Auch mein Bild von Creed wurde hier nicht unbedingt bestätigt. Zunächst muss ich anmerken, dass er als Love Interest generell sehr blass bleibt. Wichtige Informationen zu ihm erhalten wir erst in den letzten zwei Kapiteln, was den Effekt hatte, dass er bis zum Ende kaum einen bleibenden Eindruck bei mir hinterlassen konnte, als Figur wenig greifbar war und in meinem Kopf mit vielen anderen Love Interrests verschwamm. Neben dem Fakt, dass er sehr blass blieb, fand ich es auch einfach unglaubwürdig, dass Creed Lenny nicht schon viel früher in Daisy erkennt. Vor allem vor dem Hintergrund, dass Creed in den anderen Bänden als sehr aufmerksamer Beobachter und sensibler Freund aufgetaucht ist, wäre die Offenlegung ihrer Rolle in meinen Augen spätestens ab ihrer Begegnung hinter dem Club überfällig gewesen. Dass er hier 400 Seiten lang mit einem derartigen Brett vor dem Kopf umherstolziert, fand ich schlichtweg realitätsfern, was zu einem künstlichen In-die-Länge-ziehen des Konflikts geführt hat.
Kritisieren muss ich hier ebenfalls, dass die Kapitelübergänge zum Teil sehr holprig waren und sich mir nicht immer offenbart hat, weshalb nun wer erzählen darf. Die Erzählperspektive wechselt zwischen Lenny, Daisy und Creed, wobei vor allem letzterer sehr wenig Raum bekommt und eigentlich nur bei ergänzenden Handlungssträngen zu Wort kommt. Es gab mehrere Szenen, bei denen ich am Kapitelende fest davon ausgegangen bin, dass nun aus Creed Perspektive an das Geschehen angeknüpft werden würde und fast entsetzt war, dass ein Zeitsprung zu einer ganz anderen Szene folgte.
Schade ist auch, dass die Freundesgruppe aus Lennys Sicht sehr oberflächlich erschien. Gerade Ella, Summer und Savannah waren hier kaum mehr als zum Leben erweckte Klischees. Nebenfiguren, die etwas mehr Substanz bekommen haben sind hier Alma, Vince und mein persönliches Highlight - die Stripperin Gigi.

Schreibstil:
Den ansonsten eher mittelprächtigen Gesamteindruck ordentlich aufpoliert hat wieder Tami Fischers flüssiger, humorvoller und emotionaler Schreibstil. Die Dialoge sind knackig, Popkulturreferenzen und Anspielungen erweichen das Nerdherz, in den romantischen Szenen knistert es ordentlich und neben lockerer Romantik rockt "Hiding Hurricanes" auch ernstere, tiefgründigere Szenen. Auch wenn mich diese Geschichte also nicht so sehr überzeugen konnte wie die Vorgänger, werde ich allein wegen Tami Fischers süchtigmachender Art zu Schreiben nach den beiden übrigen Bänden der Reihe greifen und Savannahs und Summers Geschichten lesen.


Die Zitate

"Die Musik leitete mich durch die Schritte. Es waren rhythmische, betörende Bewegungen. Verführerisch und geheimnisvoll. Glück durchströmte mich, während ich mich um die Stange herum, von ihr weg und wieder zurück bewegte. Die Bühne war mein Reich, und ich kostete all den Platz voll und ganz aus. Hier oben war ich in meinem Element. Jede Show war wie ein Theaterstück, in welchem ich Hauptrolle, Regie und Drehbuch selbst in der Hand hatte. Es waren wortlose Geschichten voller Sehnsucht, Lust und Geheimnisse."

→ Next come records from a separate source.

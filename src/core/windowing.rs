use std::ops::Range;

use crate::core::types::{AxisRange, PlotSeries};
use crate::error::ChartResult;

/// Index range of samples whose x lies inside `window`, extended by one
/// neighbour on each side so a line enters and leaves the plot edges.
///
/// Expects `x_values` sorted ascending.
#[must_use]
pub fn sorted_window_indices(x_values: &[f64], window: AxisRange) -> Range<usize> {
    let start = x_values.partition_point(|&x| x < window.min);
    let end = x_values.partition_point(|&x| x <= window.max);
    start.saturating_sub(1)..(end + 1).min(x_values.len())
}

#[must_use]
pub fn is_sorted_ascending(values: &[f64]) -> bool {
    values.windows(2).all(|pair| pair[0] <= pair[1])
}

/// Restricts a series to the samples visible inside `window`.
///
/// Sorted series keep one neighbour outside each edge; unsorted (XY) series
/// are filtered point by point.
pub fn series_in_x_window(series: &PlotSeries, window: AxisRange) -> ChartResult<PlotSeries> {
    if is_sorted_ascending(&series.x_values) {
        let range = sorted_window_indices(&series.x_values, window);
        return series.with_samples(
            series.x_values[range.clone()].to_vec(),
            series.y_values[range].to_vec(),
        );
    }

    let (x_values, y_values) = series
        .x_values
        .iter()
        .zip(&series.y_values)
        .filter(|(x, _)| window.contains(**x))
        .map(|(x, y)| (*x, *y))
        .unzip();
    series.with_samples(x_values, y_values)
}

"Wir alle haben Angst. Das Entscheidende ist, was wir daraus machen."


Das Urteil


"Hiding Hurricanes" dreht sich um eine grundsätzlich sehr interessante Idee, deren Umsetzung jedoch wenig reizvoll und etwas zäh daherkommt. Auch wenn mich die Figuren und die Handlung weniger überzeugen konnten als in Band 2, sichert aber Tami Fischers Schreibstil den Unterhaltungsfaktor!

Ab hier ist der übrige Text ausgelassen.